November 22, 2008
Two years ago today I walked into Brookwood Hospital with a suitcase of 'the simple things' without knowing what the outcome would be. My pregnancy had sustained to the 27th week gestation..which was miraculous in itself after all the scares along the way. However, I still stand to this day with one particular memory of that first afternoon. I sat on my bed, looking around at the white walls that felt as though they were closing in around me....tons of emotion flooding my mind and heart...mostly terror...worrying with not knowing what would happen..what the outcome would be...and then all of a sudden, as if a switch flipped, I opened a book called "Divine Moments from God", opened it randomly, and the first page I turned to was titled "Miracles"...yep..freaked me out a little bit, and the verse written under the title read, "Come and see the awesome miracles God performs for His people" Psalm 66:5....and at that moment it was so clear to me as my heart stopped racing, my soul felt peace and my mind calmed down...It was as if God was telling me, "Dana don't worry, You are about to witness a miracle with these little boys...I have them taken care of, look how far I have carried you already"
I think for the first time in my life, God spoke to me. Some people would call it a real crafty coincidence, but I felt the Holy Spirit in that room, Rm 223, on November 22, 2008. Somehow, at that moment I realized that not only had He carried me (and the boys) through this pregnancy of doom, but He was not about to leave me on this journey, and His miracle had just begun....
November 22, 2010
Two years later, these boys are thriving unbelievably.

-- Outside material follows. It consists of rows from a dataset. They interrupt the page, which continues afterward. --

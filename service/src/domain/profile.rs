//! [`Profile`] definitions.

use std::collections::BTreeSet;

use common::{Money, Score};
use derive_more::Display;
use rust_decimal::Decimal;

use super::{place::Keyword, region};

/// Preferences of a prospective business owner looking for a unit.
#[derive(Clone, Debug, Default, PartialEq)]
pub struct Profile {
    /// Available budget.
    ///
    /// Carried along for display, but not scored.
    pub budget: Option<Money>,

    /// Business categories the owner is interested in.
    pub desired_categories: Vec<Keyword>,

    /// Names of the regions the owner would open a business in.
    pub preferred_regions: BTreeSet<region::Name>,

    /// [`Weights`] of the scoring components.
    pub weights: Weights,
}

impl Profile {
    /// Resolves the business categories of this [`Profile`]: desired ones
    /// without duplicates (first occurrence wins), or the provided `fallback`
    /// if none are desired.
    #[must_use]
    pub fn categories(&self, fallback: &[Keyword]) -> Vec<Keyword> {
        let source = if self.desired_categories.is_empty() {
            fallback
        } else {
            &self.desired_categories
        };

        let mut seen = BTreeSet::new();
        source
            .iter()
            .filter(|k| seen.insert(*k))
            .cloned()
            .collect()
    }
}

/// Weights of the four scoring components of a [`Profile`].
#[derive(Clone, Copy, Debug, Default, Eq, PartialEq)]
pub struct Weights {
    /// Importance of foot traffic.
    pub foot_traffic: Weight,

    /// Sensitivity to high rent.
    pub rent_sensitivity: Weight,

    /// Tolerance to nearby competition.
    pub competition_tolerance: Weight,

    /// Preference for young customers.
    pub youth_preference: Weight,
}

/// Importance of a single scoring component on a `1..=5` scale.
#[derive(Clone, Copy, Debug, Display, Eq, Hash, Ord, PartialEq, PartialOrd)]
pub struct Weight(u8);

impl Weight {
    /// Maximum [`Weight`].
    pub const MAX: Self = Self(5);

    /// Creates a new [`Weight`] if the provided value is within `1..=5`.
    #[must_use]
    pub const fn new(val: u8) -> Option<Self> {
        if matches!(val, 1..=5) {
            Some(Self(val))
        } else {
            None
        }
    }

    /// Creates a new [`Weight`] clamping the provided value into `1..=5`.
    #[must_use]
    pub const fn saturating(val: i32) -> Self {
        match val {
            i32::MIN..=1 => Self(1),
            2 => Self(2),
            3 => Self(3),
            4 => Self(4),
            _ => Self::MAX,
        }
    }

    /// Returns the underlying value of this [`Weight`].
    #[must_use]
    pub const fn get(self) -> u8 {
        self.0
    }

    /// Applies this [`Weight`] to the provided [`Score`], scaling it by
    /// `weight / 5`.
    #[must_use]
    pub fn apply(self, score: Score) -> Decimal {
        Decimal::from(score.get()) * Decimal::from(self.0)
            / Decimal::from(Self::MAX.0)
    }
}

impl Default for Weight {
    fn default() -> Self {
        Self(3)
    }
}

The are very near their second birthday, and are developing wonderfully. They are speaking around 65 words the last time I listed them out. Our pediatrician said, "I am astounded, really Dana, how well they are doing"
We are so thankful. Then, Now and Forever...
I am sure I will be 87 years old one day and say, "Boys, do yall know what today is...57 years ago on this day, I entered the hospital and God spoke to me...I wanted to worry, but He told me He had you taken care of!"